Saudade do exagerado
Na estante do quarto, não tenho mais livros, apenas os acadêmicos. Foram para a sala depois que agarrei o meu Kindle com todas as minhas forças e vontade de nunca mais soltá-lo. Em duas semanas, não consegui desgrudar. Não senti falta do cheiro do papel e estou em lua-de-mel com meus livros digitais. Mas não vim aqui fazer propaganda. Pelo menos do aparelho. Vim contar que acabo de ler o relato da mãe de Cazuza (Cazuza: Só as Mães São Felizes, Editora Globo – 1997). Na verdade, um depoimento que Lucinha Araújo deu à jornalista Regina Echeverria.
Foram 20 horas de gravação, aposto que muitas lágrimas povoaram aquelas vozes saudosas. O relato, rico em detalhes, deixa a gente com saudades. E morrendo de admiração por ela, tamanha força que teve. Logo ele, que eu conheci suas músicas na minha adolescência vivida nos fins dos anos 90,bem depois de sua partida. Logo ele, que embalou parte da minha própria vida com suas poesias, melodias e verdades escancaradas. Que fez parte das minhas próprias histórias.

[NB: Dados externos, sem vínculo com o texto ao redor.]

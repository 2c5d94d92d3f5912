//! Capture audio graph.
//!
//! Samples are pulled per video frame, so audio and video stay aligned from the first frame.

/// Source, gain, splitter and outputs.
pub mod graph;
pub(crate) mod mix;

Passei a semana toda pensando nele, assim que acabei de ler o livro. De como era um típico ariano. Se era mesmo um gênio ou doido. Mas era sim, mesmo que um pouco “Exagerado”, era ousado, divertido, e, sim, genial. E só depois me dei conta que faz, nesta semana, 7 de julho, 21 anos de sua morte. Eu tinha só cinco anos, mas consegui vivê-lo através de sua poesia, música, letras, livros sobre sua vida. As suas canções terminaram por se misturar na vida de muita gente. “Eu preciso dizer que te amo”, gravada em Petrópolis com Bebel e Dé, “Brasil”, porque até hoje nos indignamos com o nosso país por meio da voz de Gal, e tantas outras canções ora doces, ora críticas.
Lucinha começa contando a sua própria história de amor com João Araújo, pai de Cazuza e dono da Som Livre. Passa rapidamente por todas as fases da vida da criança e adolescente e se demora, em especial, na batalha que teve que sustentar para segurar a onda da doença dentro de casa. E segurar o gênio de Cazuza e o dela própria. Isso, como todo mundo sabe, há mais de 20anos, quando a doença ainda era uma desconhecida.
Não é uma biografia. Ela fala aberta e tranqüilamente sobre o que se passava com ela e com o filho, da torcida da família, das emoções vividas e da suas relações mais íntimas. Da personalidade carismática, ácida e bem-humorada do cantor. O pequeno livro também traz diversos depoimentos das pessoas próximas, dando ao leitor uma noção mais exata do que foi a vida e a doença de Cazuza.
A parte mais repugnante vem através da Veja, que faz uma entrevista de capa com Cazuza bem magro, com o título “Uma vítima da Aids agoniza em praça pública”. Nem preciso detalhar o quanto a Veja é desumana. A repórter se demitiu e a culpa ficou para a edição, em São Paulo. A família que segurou as pontas.
Essa e outras polêmicas foram pontuadas. As relações com o Barão, com a imprensa, com os amigos, as viagens para os Estados Unidos, os momentos com Ney, Bebel, Caetano. A vida com os pais. Muita coisa que o filme “O Tempo Não Para”, propositadamente, não mostrou ou exagerou além dos limites da verdade.
É um grande depoimento de uma super-mulher que cumpriu a promessa de não chorar na frente de seu único filho enquanto estivesse cuidando dele. Para os fãs e curiosos não é um livrão, é um livrinho gostoso de ler. Eu curti saber um pouco mais de alguém que sempre escutei e quem eu considero um enorme poeta. Eu ri, me encantei e chorei junto. Às vezes é bom saber que a vida é mais curta do que a gente pensa e que errar nem sempre ta errado. O importante é viver.